Sin embargo, en lo personal, ese crono a punto estuvo de hundirlo. Un doble asterisco pendía sobre su actuación. No era solo que las marcas obtenidas en Boston no se pudiesen convalidar como récords mundiales, sino que la gente no dejaba de hablar del viento. Esos comentarios lo enfurecían, aunque, por su comportamiento tranquilo, nadie lo habría dicho.
«Intenté disfrutarlo —recuerda—, pero…» No encuentra las palabras precisas. «Fue doloroso. Es como si uno está trepando a un árbol y, cuando está a punto de llegar a lo más alto, se cae al suelo. Y tiene que volver a trepar desde abajo.»
La herida de Mutai era interior y se la curó en privado. Al fin y al cabo, era la primera vez que ganaba una de las majors, y además había encontrado la clave para resolver las carreras: con más agresividad, y reaccionando más pronto. Estos éxitos merecían celebrarse. También sabía que la única cura para sus padecimientos pasaría por lograr más victorias en las carreteras. No podía hacer otra cosa que volver al trabajo.
Entretanto, su vida doméstica había cambiado hasta volverse irreconocible. Había sido padre de una niñita preciosa y vivaz llamada Michelle, a la que adoraba. Le puso a su hija pendientes de oro en las orejas y se trasladó con su familia a una amplia casa de dos pisos en Elgon View, la zona más exclusiva de Eldoret. Compró varias propiedades para alquilar e invirtió en terrenos agrícolas. Conducía caros vehículos todoterreno, cuyas plataformas de carga iban a menudo llenas a rebosar de compañeros de entrenamiento o de verduras de sus huertos. También vestía ropa mejor.

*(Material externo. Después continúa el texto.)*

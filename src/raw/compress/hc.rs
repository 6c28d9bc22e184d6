//! High compression mode.
//!
//! Instead of remembering a single position per hash slot, every position is linked to the previous
//! one with the same hash. Walking that chain finds longer matches at the expense of speed; the
//! compression level bounds how many links are followed.
//! The output is an ordinary LZ4 block, the decompressor does not care which mode produced it.

use std::cmp;
use std::io::Write;
use byteorder::{ByteOrder, LE};
use fehler::throws;

use super::{count_matching_bytes, write_group, write_literals, Duplicate, LAST_LITERALS, LAST_MATCH_START, MINMATCH};

type Error = std::io::Error;

pub const DEFAULT_LEVEL: u32 = 9;
pub const MAX_LEVEL: u32 = 12;

const HASH_LOG: usize = 15;
const MAX_DISTANCE: usize = 0xFFFF;
const NIL: u32 = u32::MAX;

/// Map a user supplied level onto the supported range. Zero and negative levels mean "default".
pub fn clamp_level(level: i32) -> u32 {
    if level < 1 {
        DEFAULT_LEVEL
    } else {
        cmp::min(level as u32, MAX_LEVEL)
    }
}

fn hash(input: &[u8], pos: usize) -> usize {
    (LE::read_u32(&input[pos..]).wrapping_mul(2654435761) >> (32 - HASH_LOG)) as usize
}

struct HashChains {
    head: Vec<u32>,
    prev: Vec<u32>,
}

impl HashChains {
    fn new(len: usize) -> Self {
        HashChains { head: vec![NIL; 1 << HASH_LOG], prev: vec![NIL; len] }
    }

    fn insert(&mut self, input: &[u8], pos: usize) {
        let slot = &mut self.head[hash(input, pos)];
        self.prev[pos] = *slot;
        *slot = pos as u32;
    }

    /// Longest earlier occurrence of the bytes at `pos`, as (position, length).
    fn longest_match(&self, input: &[u8], pos: usize, match_end: usize, attempts: usize) -> Option<(usize, usize)> {
        let current = &input[pos..match_end];
        let mut best: Option<(usize, usize)> = None;
        let mut candidate = self.head[hash(input, pos)];

        for _ in 0..attempts {
            if candidate == NIL {
                break;
            }
            let c = candidate as usize;
            // chains only ever point backwards, so everything after this is even farther away
            if pos - c > MAX_DISTANCE {
                break;
            }

            // can't beat the best match if it already differs at that length
            if let Some((_, best_len)) = best {
                if input[c + best_len] != input[pos + best_len] {
                    candidate = self.prev[c];
                    continue;
                }
            }

            let len = count_matching_bytes(current, &input[c..]);
            if len >= MINMATCH && best.map_or(true, |(_, best_len)| len > best_len) {
                best = Some((c, len));
                if pos + len == match_end {
                    break;
                }
            }
            candidate = self.prev[c];
        }
        best
    }
}

/// Compress `input[cursor..]`, referencing `input[..cursor]` where possible.
#[throws]
pub fn compress_hc<W: Write>(input: &[u8], cursor: usize, level: u32, mut writer: W) {
    let level = cmp::min(cmp::max(level, 1), MAX_LEVEL);
    let attempts = 1usize << (level - 1);

    // the hash reads four bytes
    let hashable = input.len().saturating_sub(MINMATCH - 1);
    let match_end = input.len().saturating_sub(LAST_LITERALS);

    let mut chains = HashChains::new(input.len());
    let mut inserted = 0;
    while inserted < cmp::min(cursor, hashable) {
        chains.insert(input, inserted);
        inserted += 1;
    }

    let mut literal_start = cursor;
    let mut pos = cursor;
    while input.len() - pos >= LAST_MATCH_START {
        // catch up on the positions a match skipped over
        while inserted < pos {
            chains.insert(input, inserted);
            inserted += 1;
        }

        let found = chains.longest_match(input, pos, match_end, attempts);
        chains.insert(input, pos);
        inserted = pos + 1;

        match found {
            Some((candidate, len)) => {
                let duplicate = Duplicate { offset: (pos - candidate) as u16, extra_bytes: len - MINMATCH };
                write_group(&mut writer, &input[literal_start..pos], duplicate)?;
                pos += len;
                literal_start = pos;
            }
            None => pos += 1,
        }
    }

    write_literals(&mut writer, &input[literal_start..])?;
}
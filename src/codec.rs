//! The streaming codec: raw LZ4 blocks that may reference the block before them.
//!
//! Both halves keep the preset dictionary and a block counter. The first block of a stream is coded
//! against the dictionary (or nothing), every later block against the plaintext of the block right
//! before it, which the caller still holds in its other window and lends out as `history`.
//! Producer and consumer only agree if they were given the same dictionary. A mismatch is not
//! detected here; it shows up as a decoding failure or as different bytes.

use std::collections::TryReserveError;
use std::io;
use fehler::{throw, throws};
use log::trace;
use thiserror::Error;

use crate::raw::{self, compress_into, usable_history, CompressionMode, DecodeError};

#[derive(Error, Debug)]
pub enum CodecError {
    #[error("a dictionary has to be loaded before the first block, but {0} block(s) were already processed")]
    LateDictionary(u64),
    #[error("compressing block {block} failed")]
    CompressionFailure { block: u64, #[source] source: io::Error },
    #[error("decompressing block {block} failed: {source}")]
    DecompressionFailure { block: u64, #[source] source: DecodeError },
    #[error("couldn't allocate the codec's working memory")]
    AllocationFailure(#[from] TryReserveError),
}
type Error = CodecError;

/// Keep just the part of a dictionary that back-references can reach.
fn owned_dictionary(dictionary: &[u8]) -> Vec<u8> {
    usable_history(dictionary).to_vec()
}

/// Compressing half of the streaming codec.
///
/// The raw compressor wants the prefix right in front of the block. The encoder does not keep a
/// buffer of its own for that: `prepare_window` copies the prefix into the caller's empty window,
/// and the block is then collected behind it.
pub struct LZ4StreamEncoder {
    mode: CompressionMode,
    dictionary: Vec<u8>,
    blocks: u64,
}

impl LZ4StreamEncoder {
    pub fn new(mode: CompressionMode) -> Self {
        LZ4StreamEncoder { mode, dictionary: Vec::new(), blocks: 0 }
    }

    #[throws]
    pub fn load_dictionary(&mut self, dictionary: &[u8]) {
        if self.blocks != 0 {
            throw!(Error::LateDictionary(self.blocks));
        }
        self.dictionary = owned_dictionary(dictionary);
    }

    pub fn blocks(&self) -> u64 { self.blocks }

    /// Put the prefix the next block may reference into the empty `window` and return its length,
    /// which is where the block starts.
    ///
    /// `history` is the plaintext of the previous block; it is ignored for the first block,
    /// which sees the dictionary instead. At most `WINDOW_SIZE` bytes are copied.
    pub fn prepare_window(&self, history: &[u8], window: &mut Vec<u8>) -> usize {
        debug_assert!(window.is_empty());
        let prefix = if self.blocks == 0 { &self.dictionary[..] } else { usable_history(history) };
        window.extend_from_slice(prefix);
        prefix.len()
    }

    /// Compress the block `window[start..]`, appending the raw LZ4 output to `out`.
    /// `window[..start]` is the prefix laid out by `prepare_window`.
    #[throws]
    pub fn compress_block(&mut self, window: &[u8], start: usize, out: &mut Vec<u8>) {
        out.try_reserve_exact(raw::compress_bound(window.len() - start))?;
        let block_index = self.blocks;
        compress_into(window, start, self.mode, &mut *out)
            .map_err(|source| Error::CompressionFailure { block: block_index, source })?;

        trace!("block {} compressed against {} bytes of history", block_index, start);
        self.blocks += 1;
    }
}

/// Decompressing half of the streaming codec.
pub struct LZ4StreamDecoder {
    dictionary: Vec<u8>,
    blocks: u64,
}

impl LZ4StreamDecoder {
    pub fn new() -> Self {
        LZ4StreamDecoder { dictionary: Vec::new(), blocks: 0 }
    }

    #[throws]
    pub fn load_dictionary(&mut self, dictionary: &[u8]) {
        if self.blocks != 0 {
            throw!(Error::LateDictionary(self.blocks));
        }
        self.dictionary = owned_dictionary(dictionary);
    }

    pub fn blocks(&self) -> u64 { self.blocks }

    /// Decompress one block into `out` (which is cleared first), never producing more than `limit` bytes.
    #[throws]
    pub fn decompress_block(&mut self, history: &[u8], compressed: &[u8], out: &mut Vec<u8>, limit: usize) {
        let prefix = if self.blocks == 0 { &self.dictionary[..] } else { usable_history(history) };

        out.clear();
        raw::decompress_block(compressed, prefix, out, limit)
            .map_err(|source| Error::DecompressionFailure { block: self.blocks, source })?;

        self.blocks += 1;
    }
}

impl Default for LZ4StreamDecoder {
    fn default() -> Self {
        Self::new()
    }
}
//! The `io::Write`/`io::Read` pair the value serializer talks to.
//!
//! The serializer decides how many bytes each call carries. Writes are handed to the stream writer
//! as they come, except that a single call never offers more than one window worth of bytes;
//! `write_all` takes care of the rest. Reads are served from the stream reader, across as many
//! blocks as needed.
//!
//! A failure inside the stream is kept here, so the caller gets the original error instead of
//! whatever the serializer wraps around the `io::Error` it saw.

use std::cmp;
use std::io::{self, ErrorKind, Read, Write};

use super::reader::LZ4StreamReader;
use super::writer::LZ4StreamWriter;
use super::{StreamError, BUF_SIZE};

pub struct WriteBridge<'w> {
    writer: &'w mut LZ4StreamWriter,
    failure: Option<StreamError>,
}

impl<'w> WriteBridge<'w> {
    pub fn new(writer: &'w mut LZ4StreamWriter) -> Self {
        WriteBridge { writer, failure: None }
    }

    /// The stream error that made a write fail, if any.
    pub fn into_failure(self) -> Option<StreamError> {
        self.failure
    }
}

impl<'w> Write for WriteBridge<'w> {
    fn write(&mut self, buf: &[u8]) -> io::Result<usize> {
        let span = &buf[..cmp::min(buf.len(), BUF_SIZE)];
        match self.writer.append(span) {
            Ok(()) => Ok(span.len()),
            Err(e) => Err(stash(&mut self.failure, e)),
        }
    }

    fn flush(&mut self) -> io::Result<()> {
        Ok(())
    }
}

pub struct ReadBridge<'r, 'a> {
    reader: &'r mut LZ4StreamReader<'a>,
    failure: Option<StreamError>,
}

impl<'r, 'a> ReadBridge<'r, 'a> {
    pub fn new(reader: &'r mut LZ4StreamReader<'a>) -> Self {
        ReadBridge { reader, failure: None }
    }

    /// The stream error that made a read fail, if any.
    pub fn into_failure(self) -> Option<StreamError> {
        self.failure
    }
}

impl<'r, 'a> Read for ReadBridge<'r, 'a> {
    fn read(&mut self, buf: &mut [u8]) -> io::Result<usize> {
        self.read_exact(buf)?;
        Ok(buf.len())
    }

    fn read_exact(&mut self, buf: &mut [u8]) -> io::Result<()> {
        self.reader.consume(buf).map_err(|e| stash(&mut self.failure, e))
    }
}

fn stash(slot: &mut Option<StreamError>, e: StreamError) -> io::Error {
    let kind = match e {
        StreamError::ShortRead { .. } => ErrorKind::UnexpectedEof,
        _ => ErrorKind::Other,
    };
    let error = io::Error::new(kind, e.to_string());
    *slot = Some(e);
    error
}


#[cfg(test)]
mod tests {
    use super::*;
    use crate::settings::CompressionSettings;
    use crate::stream::sink::{Feed, Sink};

    #[test]
    fn huge_writes_are_accepted_in_window_sized_pieces() {
        let mut writer = LZ4StreamWriter::new(Sink::memory().unwrap(), &CompressionSettings::default()).unwrap();
        let data: Vec<u8> = (0..2 * BUF_SIZE + 5).map(|i| (i % 7) as u8).collect();
        {
            let mut bridge = WriteBridge::new(&mut writer);
            assert_eq!(bridge.write(&data).unwrap(), BUF_SIZE);
            bridge.write_all(&data[BUF_SIZE..]).unwrap();
            assert!(bridge.into_failure().is_none());
        }
        assert_eq!(writer.bytes_in(), data.len() as u64);
        let stream = writer.finish().unwrap().unwrap();

        let mut reader = LZ4StreamReader::new(Feed::from_slice(&stream), None).unwrap();
        let mut bridge = ReadBridge::new(&mut reader);
        let mut back = vec![0u8; data.len()];
        bridge.read_exact(&mut back).unwrap();
        assert!(back == data);
    }

    #[test]
    fn read_failures_are_kept() {
        let stream = {
            let mut writer = LZ4StreamWriter::new(Sink::memory().unwrap(), &CompressionSettings::default()).unwrap();
            writer.append(b"abc").unwrap();
            writer.finish().unwrap().unwrap()
        };
        let mut reader = LZ4StreamReader::new(Feed::from_slice(&stream), None).unwrap();
        let mut bridge = ReadBridge::new(&mut reader);
        let mut buf = [0u8; 4];
        let err = bridge.read_exact(&mut buf).unwrap_err();
        assert_eq!(err.kind(), ErrorKind::UnexpectedEof);
        assert!(matches!(bridge.into_failure(), Some(StreamError::ShortRead { .. })));
    }
}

Pero Mutai sabía lo que el dinero había hecho con las cabezas de otros corredores, por lo que continuó viviendo en condiciones humildes en Kapng’tuny seis días a la semana. En 2011 vivía con otros tres atletas en una pequeña cabaña situada en la ladera embarrada de una montaña. Su casa estaba rodeada de campos donde, a un lado pacían vacas frisonas y, en el otro, tenían unas cuantas gallinas, así como tres retretes exteriores llenos de moscas a pocos metros de la entrada. No había agua corriente. Cuando Mutai o alguno de sus compañeros quería lavarse, comer, limpiar o hacer la colada, salían al pozo, bajaban un cubo y subían el agua con una cuerda.

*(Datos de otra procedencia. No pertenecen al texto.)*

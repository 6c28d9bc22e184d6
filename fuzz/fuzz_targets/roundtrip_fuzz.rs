#![no_main]
use libfuzzer_sys::fuzz_target;
use lz4_serialize::stream::{Feed, Sink};
use lz4_serialize::{compress_block, decompress_block, CompressionSettings, ElementType, LZ4StreamReader, LZ4StreamWriter};

fuzz_target!(|data: &[u8]| {
    let settings = CompressionSettings::default();
    let mut writer = LZ4StreamWriter::new(Sink::memory().unwrap(), &settings).unwrap();
    // the first byte picks the span size, so appends land at varying offsets
    let span = data.first().map_or(1, |&b| b as usize + 1);
    for piece in data.chunks(span) {
        writer.append(piece).expect("Could not append to stream");
    }
    let stream = writer.finish().expect("Could not finish stream").unwrap();

    let mut reader = LZ4StreamReader::new(Feed::from_slice(&stream), None).expect("Could not read stream header");
    let mut roundtripped = vec![0u8; data.len()];
    reader.consume(&mut roundtripped).expect("Could not read decompressed data");
    assert!(roundtripped == data);

    let framed = compress_block(data).expect("Could not compress block");
    assert_eq!(decompress_block(&framed).expect("Could not decompress block"), (ElementType::Raw, data.to_vec()));
});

Mutai se repartía con sus amigos las tareas de la cocina. Preparaban la comida agachados junto a un hornillo de acampada en la fría despensa reconvertida en cocina situada en la parte trasera de la casa. Los platos solían ser sencillos: ugali con managu, una verdura parecida a la ortiga que freían en una sartén pequeña. A veces cocinaban pasta y, muy ocasionalmente, algo de carne.

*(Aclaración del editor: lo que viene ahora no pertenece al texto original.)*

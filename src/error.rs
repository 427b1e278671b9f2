#[derive(Debug, thiserror::Error)]
pub enum Error {
  #[error("Invalid argument: {0}")]
  InvalidArgument(&'static str),

  #[error("Out of memory: cannot extend the heap by {requested} bytes")]
  OutOfMemory { requested: usize },

  #[error("Program break moved: expected {expected:#x}, found {found:#x}")]
  BreakMoved { expected: usize, found: usize },

  #[error("Invalid pointer: {0:#x}")]
  InvalidPointer(usize),

  #[error("Corrupted heap: {0}")]
  Corrupted(String),
}

pub type Result<T, E = Error> = std::result::Result<T, E>;
use crate::{chain::Chain, segment::Segment};

/// How the engine picks a free block for a request.
#[derive(Clone, Copy, Debug, Default, PartialEq, Eq)]
pub enum SearchMode {
  /// Smallest block that fits, scanning the whole chain. Ties go to the
  /// lowest address.
  #[default]
  BestFit,
  /// First block that fits, scanning from the head.
  FirstFit,
  /// First block that fits, scanning from the most recently touched block and
  /// wrapping around to the head.
  NextFit,
}

impl<S: Segment> Chain<S> {
  pub(crate) fn find_free_block(
    &self,
    size: usize,
  ) -> Option<usize> {
    match self.search {
      SearchMode::BestFit => self.best_fit(size),
      SearchMode::FirstFit => self.offsets().find(|&offset| self.fits(offset, size)),
      SearchMode::NextFit => self.next_fit(size),
    }
  }

  fn fits(
    &self,
    offset: usize,
    size: usize,
  ) -> bool {
    let block = self.block(offset);
    block.is_free && block.size >= size
  }

  fn best_fit(
    &self,
    size: usize,
  ) -> Option<usize> {
    let mut best: Option<(usize, usize)> = None;

    for offset in self.offsets() {
      let block = self.block(offset);
      if !block.is_free || block.size < size {
        continue;
      }

      if best.is_none_or(|(_, best_size)| block.size < best_size) {
        best = Some((offset, block.size));
        if block.size == size {
          break;
        }
      }
    }

    best.map(|(offset, _)| offset)
  }

  fn next_fit(
    &self,
    size: usize,
  ) -> Option<usize> {
    let start = self.cursor.or(self.head)?;

    self
      .offsets_from(Some(start))
      .chain(self.offsets().take_while(|&offset| offset != start))
      .find(|&offset| self.fits(offset, size))
  }
}
use std::{
  alloc::{self, Layout},
  ptr::NonNull,
};

use libc::{c_void, intptr_t, sbrk};
use tracing::warn;

use crate::{
  align,
  align::{WORD, checked_align},
  error::{Error, Result},
};

/// A contiguous region that only ever grows at its end.
///
/// This is the OS primitive the heap grower sits on. `base` must stay put for
/// the lifetime of the segment and `extend` must hand out bytes that directly
/// follow the previous watermark.
pub trait Segment {
  /// Start of the region. Word aligned.
  fn base(&self) -> NonNull<u8>;

  /// Current watermark, in bytes from `base`.
  fn len(&self) -> usize;

  fn is_empty(&self) -> bool {
    self.len() == 0
  }

  /// Grows the region by `bytes` and returns the offset of the old watermark.
  fn extend(
    &mut self,
    bytes: usize,
  ) -> Result<usize>;
}

/// The process data segment, grown with `sbrk(2)`.
///
/// The break is process-wide: anything else moving it between two extensions
/// makes further growth fail with [`Error::BreakMoved`] instead of producing a
/// heap with holes in it.
pub struct BrkSegment {
  base: NonNull<u8>,
  len: usize,
  started: bool,
}

// SAFETY: the region past `base` is only touched through the owning heap.
unsafe impl Send for BrkSegment {}

impl BrkSegment {
  pub const fn new() -> Self {
    Self {
      base: NonNull::dangling(),
      len: 0,
      started: false,
    }
  }

  /// Current program break.
  pub fn program_break() -> *mut u8 {
    unsafe { sbrk(0) as *mut u8 }
  }

  unsafe fn sbrk(bytes: usize) -> Result<*mut u8> {
    let increment = intptr_t::try_from(bytes).map_err(|_| Error::OutOfMemory { requested: bytes })?;
    let previous = unsafe { sbrk(increment) };

    if previous == usize::MAX as *mut c_void {
      return Err(Error::OutOfMemory { requested: bytes });
    }

    Ok(previous as *mut u8)
  }
}

impl Default for BrkSegment {
  fn default() -> Self {
    Self::new()
  }
}

impl Segment for BrkSegment {
  fn base(&self) -> NonNull<u8> {
    self.base
  }

  fn len(&self) -> usize {
    self.len
  }

  fn extend(
    &mut self,
    bytes: usize,
  ) -> Result<usize> {
    let current = Self::program_break();

    if !self.started {
      // The initial break carries no alignment promise.
      let padding = align!(current.addr()) - current.addr();
      let total = bytes
        .checked_add(padding)
        .ok_or(Error::OutOfMemory { requested: bytes })?;

      let previous = unsafe { Self::sbrk(total)? };
      if previous != current {
        warn!(expected = ?current, found = ?previous, "program break moved during first growth");
        return Err(Error::BreakMoved {
          expected: current.addr(),
          found: previous.addr(),
        });
      }

      self.base = NonNull::new(unsafe { previous.add(padding) }).ok_or(Error::OutOfMemory { requested: bytes })?;
      self.len = bytes;
      self.started = true;
      return Ok(0);
    }

    let expected = unsafe { self.base.as_ptr().add(self.len) };
    if current != expected {
      warn!(?expected, found = ?current, "program break moved by a foreign caller");
      return Err(Error::BreakMoved {
        expected: expected.addr(),
        found: current.addr(),
      });
    }

    let previous = unsafe { Self::sbrk(bytes)? };
    if previous != expected {
      warn!(?expected, found = ?previous, "program break moved during growth");
      return Err(Error::BreakMoved {
        expected: expected.addr(),
        found: previous.addr(),
      });
    }

    let offset = self.len;
    self.len += bytes;
    Ok(offset)
  }
}

/// A private, fixed-capacity region with a simulated break.
///
/// The whole capacity is reserved up front. `extend` only moves the
/// watermark, and fails once the reservation is used up, so independent heaps
/// can coexist in one process and exhaustion is deterministic.
pub struct ArenaSegment {
  base: NonNull<u8>,
  len: usize,
  capacity: usize,
}

// SAFETY: the arena is exclusively owned.
unsafe impl Send for ArenaSegment {}

impl ArenaSegment {
  pub fn with_capacity(capacity: usize) -> Result<Self> {
    let capacity = checked_align(capacity).ok_or(Error::OutOfMemory { requested: capacity })?;

    let base = if capacity == 0 {
      NonNull::<usize>::dangling().cast()
    } else {
      let layout = Self::layout(capacity)?;
      NonNull::new(unsafe { alloc::alloc_zeroed(layout) }).ok_or(Error::OutOfMemory { requested: capacity })?
    };

    Ok(Self { base, len: 0, capacity })
  }

  pub fn capacity(&self) -> usize {
    self.capacity
  }

  fn layout(capacity: usize) -> Result<Layout> {
    Layout::from_size_align(capacity, WORD).map_err(|_| Error::OutOfMemory { requested: capacity })
  }
}

impl Segment for ArenaSegment {
  fn base(&self) -> NonNull<u8> {
    self.base
  }

  fn len(&self) -> usize {
    self.len
  }

  fn extend(
    &mut self,
    bytes: usize,
  ) -> Result<usize> {
    let watermark = self
      .len
      .checked_add(bytes)
      .filter(|&watermark| watermark <= self.capacity)
      .ok_or(Error::OutOfMemory { requested: bytes })?;

    let offset = self.len;
    self.len = watermark;
    Ok(offset)
  }
}

impl Drop for ArenaSegment {
  fn drop(&mut self) {
    if self.capacity == 0 {
      return;
    }

    if let Ok(layout) = Self::layout(self.capacity) {
      unsafe { alloc::dealloc(self.base.as_ptr(), layout) };
    }
  }
}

Mutai era rico (como mínimo, millonario en dólares) y no necesitaba vivir así.[4] Desde un punto de vista exclusivamente económico, su vida en Kapng’tuny era mera fachada, puro teatro. En su amplia y confortable casa de Eldoret, Mutai realizaba muy pocas de las tareas domésticas que llevaba a cabo cuando entrenaba. Ese era trabajo femenino, del que se encargaban discretamente su esposa y las mujeres de su familia.
Pero allí, en mitad de la nada, las reglas eran otras. Los hombres cuidaban de sí mismos. La autosuficiencia, pensaba Mutai, no era un inconveniente sino algo que contribuía al entrenamiento. La idea era vivir con humildad y entrenar duro, con pocas distracciones, en una comunidad entregada a rituales agotadores. Su dinero le habría permitido a Mutai mandar sobre sus compañeros, pero prefería no hacerlo, por motivos tanto éticos como pragmáticos: según explicaba, los necesitaba en la misma medida en que ellos lo necesitaban a él.[5]
En la minúscula habitación de Mutai en la cabaña —de entre seis y nueve metros cuadrados— había una cama individual, una radio con reproductor de CD en la mesilla de noche y una improvisada cuerda para tender la ropa que iba de una esquina de la habitación a la opuesta. Las moscas revoloteaban alrededor de una bombilla que colgaba desnuda del techo. Una pared estaba decorada con recortes de periódico sobre sus recientes victorias; en la pared adyacente había una muestra de cariño de su mujer: un póster en el que había escrito el texto siguiente en inglés y con una caligrafía redondeada: «Mi amor, te prometo que estaré a tu lado tanto en las situaciones fáciles como en las difíciles, en cualquier momento, en cualquier lugar. Sabes que ocupas un lugar muy especial en mi corazón».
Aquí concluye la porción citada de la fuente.